Goal of the exercise: From the entries below, return every line that includes the word "Ignored".

Data for review:
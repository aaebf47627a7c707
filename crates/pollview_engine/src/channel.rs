//! Live results over STOMP on a raw WebSocket.
//!
//! Every subscription owns one connection and one task. The task reports
//! through a [`ChannelSink`] strictly in arrival order and never retries;
//! reconnecting means subscribing again.

use std::sync::atomic::{AtomicU64, Ordering};
use std::sync::Arc;
use std::time::Duration;

use futures_util::{SinkExt, StreamExt};
use pollview_core::{ConnectionState, PollResultSnapshot};
use pollview_logging::{pv_debug, pv_info, pv_trace, pv_warn};
use serde::Deserialize;
use tokio::net::TcpStream;
use tokio::runtime::Handle;
use tokio::task::JoinHandle;
use tokio::time::{self, Instant, Interval};
use tokio_tungstenite::tungstenite::Message;
use tokio_tungstenite::{connect_async, MaybeTlsStream, WebSocketStream};
use tokio_util::sync::CancellationToken;

use crate::settings::ChannelSettings;
use crate::stomp::{incoming_heartbeat, outgoing_heartbeat, Command, Frame};
use crate::ChannelError;

type WsStream = WebSocketStream<MaybeTlsStream<TcpStream>>;

/// Receives what one subscription observes. Calls for one subscription are
/// never concurrent.
pub trait ChannelSink: Send + Sync {
    fn on_status(&self, status: ConnectionState);
    fn on_snapshot(&self, snapshot: PollResultSnapshot);
    fn on_error(&self, error: ChannelError);
}

pub trait LiveUpdateChannel: Send + Sync {
    fn subscribe(&self, poll_code: &str, sink: Arc<dyn ChannelSink>) -> SubscriptionHandle;

    /// Tears the subscription down. Inert handles are left alone.
    fn unsubscribe(&self, handle: &mut SubscriptionHandle) {
        let _ = handle.cancel();
    }
}

/// Envelope published on `/topic/poll/{pollCode}`.
#[derive(Debug, Clone, PartialEq, Deserialize)]
#[serde(tag = "type")]
pub enum LiveMessage {
    #[serde(rename = "POLL_UPDATED")]
    PollUpdated {
        #[serde(rename = "pollCode", default)]
        poll_code: Option<String>,
        data: PollResultSnapshot,
    },
    #[serde(other)]
    Ignored,
}

/// Owner side of one subscription. Dropping a live handle cancels it.
#[derive(Debug, Default)]
pub struct SubscriptionHandle {
    cancel: Option<CancellationToken>,
    task: Option<JoinHandle<()>>,
}

impl SubscriptionHandle {
    pub fn new(cancel: CancellationToken, task: Option<JoinHandle<()>>) -> Self {
        Self {
            cancel: Some(cancel),
            task,
        }
    }

    /// A handle that was never connected; cancelling it does nothing.
    pub fn inert() -> Self {
        Self::default()
    }

    pub fn is_active(&self) -> bool {
        let live_token = self.cancel.as_ref().is_some_and(|c| !c.is_cancelled());
        let live_task = self.task.as_ref().map_or(true, |t| !t.is_finished());
        live_token && live_task
    }

    /// Signals teardown and hands back the task so callers may await it.
    /// Returns `None` once the handle is inert.
    pub fn cancel(&mut self) -> Option<JoinHandle<()>> {
        let token = self.cancel.take()?;
        token.cancel();
        self.task.take()
    }
}

impl Drop for SubscriptionHandle {
    fn drop(&mut self) {
        if let Some(token) = self.cancel.take() {
            token.cancel();
        }
    }
}

pub struct StompChannel {
    settings: ChannelSettings,
    runtime: Handle,
    next_id: AtomicU64,
}

impl StompChannel {
    pub fn new(settings: ChannelSettings, runtime: Handle) -> Self {
        Self {
            settings,
            runtime,
            next_id: AtomicU64::new(0),
        }
    }

    pub fn settings(&self) -> &ChannelSettings {
        &self.settings
    }
}

impl LiveUpdateChannel for StompChannel {
    fn subscribe(&self, poll_code: &str, sink: Arc<dyn ChannelSink>) -> SubscriptionHandle {
        let subscription = Subscription {
            id: format!("sub-{}", self.next_id.fetch_add(1, Ordering::Relaxed)),
            poll_code: poll_code.trim().to_string(),
            settings: self.settings.clone(),
            sink,
        };
        let cancel = CancellationToken::new();
        let task = self.runtime.spawn(subscription.run(cancel.clone()));
        SubscriptionHandle::new(cancel, Some(task))
    }
}

struct Subscription {
    id: String,
    poll_code: String,
    settings: ChannelSettings,
    sink: Arc<dyn ChannelSink>,
}

enum Exit {
    Cancelled,
    Failed(ChannelError),
}

/// Heart-beat intervals agreed in the CONNECTED frame.
#[derive(Debug, Clone, Copy)]
struct HeartBeats {
    outgoing: Option<Duration>,
    incoming: Option<Duration>,
}

impl Subscription {
    async fn run(self, cancel: CancellationToken) {
        self.sink.on_status(ConnectionState::Connecting);
        let window = self.settings.handshake_timeout;

        let handshake = tokio::select! {
            _ = cancel.cancelled() => {
                self.sink.on_status(ConnectionState::Disconnected);
                return;
            }
            outcome = time::timeout(window, self.handshake()) => outcome,
        };
        let (mut ws, heartbeats) = match handshake {
            Ok(Ok(connected)) => connected,
            Ok(Err(err)) => return self.fail(err),
            Err(_) => return self.fail(ChannelError::HandshakeTimeout(window)),
        };

        pv_info!("live channel for {} connected ({})", self.poll_code, self.id);
        self.sink.on_status(ConnectionState::Connected);

        match self.pump(&mut ws, heartbeats, &cancel).await {
            Exit::Cancelled => {
                self.close(&mut ws).await;
                self.sink.on_status(ConnectionState::Disconnected);
            }
            Exit::Failed(err) => self.fail(err),
        }
    }

    async fn handshake(&self) -> Result<(WsStream, HeartBeats), ChannelError> {
        let url = self.settings.ws_url.as_str();
        pv_debug!("opening live channel {} for {}", url, self.poll_code);
        let (mut ws, _) = connect_async(url)
            .await
            .map_err(|err| ChannelError::Connect(err.to_string()))?;

        let host = self.settings.ws_url.host_str().unwrap_or("localhost");
        send_frame(&mut ws, &Frame::connect(host, self.settings.heartbeat)).await?;

        loop {
            let Some(message) = ws.next().await else {
                return Err(ChannelError::Closed);
            };
            let Some(frame) = decode_frame(message?)? else {
                continue;
            };
            match frame.command {
                Command::Connected => {
                    let heartbeats = HeartBeats {
                        outgoing: outgoing_heartbeat(self.settings.heartbeat, &frame),
                        incoming: incoming_heartbeat(self.settings.heartbeat, &frame),
                    };
                    let topic = self.settings.topic(&self.poll_code);
                    send_frame(&mut ws, &Frame::subscribe(&self.id, &topic)).await?;
                    return Ok((ws, heartbeats));
                }
                Command::Error => return Err(ChannelError::Broker(broker_reason(&frame))),
                other => {
                    return Err(ChannelError::Protocol(format!(
                        "expected CONNECTED, got {other}"
                    )))
                }
            }
        }
    }

    async fn pump(
        &self,
        ws: &mut WsStream,
        heartbeats: HeartBeats,
        cancel: &CancellationToken,
    ) -> Exit {
        let mut ticker = heartbeats
            .outgoing
            .map(|period| time::interval_at(Instant::now() + period, period));
        // The broker counts as gone after two missed beats.
        let silence_limit = heartbeats.incoming.map(|period| period * 2);
        let mut last_heard = Instant::now();
        loop {
            tokio::select! {
                _ = cancel.cancelled() => return Exit::Cancelled,
                _ = next_beat(&mut ticker) => {
                    if let Err(err) = ws.send(Message::text("\n")).await {
                        return Exit::Failed(err.into());
                    }
                }
                _ = silence(silence_limit, last_heard) => {
                    if let Some(limit) = silence_limit {
                        return Exit::Failed(ChannelError::Silent(limit));
                    }
                }
                message = ws.next() => {
                    last_heard = Instant::now();
                    let frame = match message {
                        None => return Exit::Failed(ChannelError::Closed),
                        Some(Err(err)) => return Exit::Failed(err.into()),
                        Some(Ok(message)) => match decode_frame(message) {
                            Ok(Some(frame)) => frame,
                            Ok(None) => continue,
                            Err(err) => return Exit::Failed(err),
                        },
                    };
                    match frame.command {
                        Command::Message => self.deliver(&frame.body),
                        Command::Error => {
                            return Exit::Failed(ChannelError::Broker(broker_reason(&frame)))
                        }
                        Command::Receipt => {}
                        other => pv_debug!("ignoring {} frame on {}", other, self.id),
                    }
                }
            }
        }
    }

    fn deliver(&self, body: &str) {
        match serde_json::from_str::<LiveMessage>(body) {
            Ok(LiveMessage::PollUpdated { poll_code, data }) => {
                if let Some(code) = poll_code.as_deref() {
                    if code != self.poll_code {
                        pv_warn!(
                            "dropping update for {} on the {} subscription",
                            code,
                            self.poll_code
                        );
                        return;
                    }
                }
                self.sink.on_snapshot(data);
            }
            Ok(LiveMessage::Ignored) => pv_trace!("ignoring live message on {}", self.id),
            Err(err) => pv_warn!("malformed live message for {}: {}", self.poll_code, err),
        }
    }

    async fn close(&self, ws: &mut WsStream) {
        for frame in [Frame::unsubscribe(&self.id), Frame::disconnect()] {
            if let Err(err) = send_frame(ws, &frame).await {
                pv_debug!("{} while closing {}: {}", frame.command, self.id, err);
                break;
            }
        }
        if let Err(err) = ws.close(None).await {
            pv_debug!("websocket close for {} failed: {}", self.id, err);
        }
        pv_info!("live channel for {} closed ({})", self.poll_code, self.id);
    }

    fn fail(&self, err: ChannelError) {
        pv_warn!("live channel for {} failed: {}", self.poll_code, err);
        self.sink.on_error(err);
        self.sink.on_status(ConnectionState::Disconnected);
    }
}

async fn send_frame(ws: &mut WsStream, frame: &Frame) -> Result<(), ChannelError> {
    ws.send(Message::text(frame.encode())).await?;
    Ok(())
}

/// `Ok(None)` for heart-beats and control messages.
fn decode_frame(message: Message) -> Result<Option<Frame>, ChannelError> {
    let frame = match message {
        Message::Text(text) => Frame::parse(text.as_str()),
        Message::Binary(bytes) => match std::str::from_utf8(&bytes) {
            Ok(text) => Frame::parse(text),
            Err(err) => return Err(ChannelError::Protocol(err.to_string())),
        },
        Message::Close(_) => return Err(ChannelError::Closed),
        Message::Ping(_) | Message::Pong(_) | Message::Frame(_) => return Ok(None),
    };
    frame.map_err(|err| ChannelError::Protocol(err.to_string()))
}

fn broker_reason(frame: &Frame) -> String {
    match frame.get("message") {
        Some(message) if !message.is_empty() => message.to_string(),
        _ if !frame.body.trim().is_empty() => frame.body.trim().to_string(),
        _ => "no details".to_string(),
    }
}

/// Resolves once nothing has arrived for `limit` since `last_heard`.
async fn silence(limit: Option<Duration>, last_heard: Instant) {
    match limit {
        Some(limit) => time::sleep_until(last_heard + limit).await,
        None => std::future::pending::<()>().await,
    }
}

async fn next_beat(ticker: &mut Option<Interval>) {
    match ticker {
        Some(interval) => {
            interval.tick().await;
        }
        None => std::future::pending::<()>().await,
    }
}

Result of this task:
    Ignored,
            Ok(LiveMessage::Ignored) => pv_trace!("ignoring live message on {}", self.id),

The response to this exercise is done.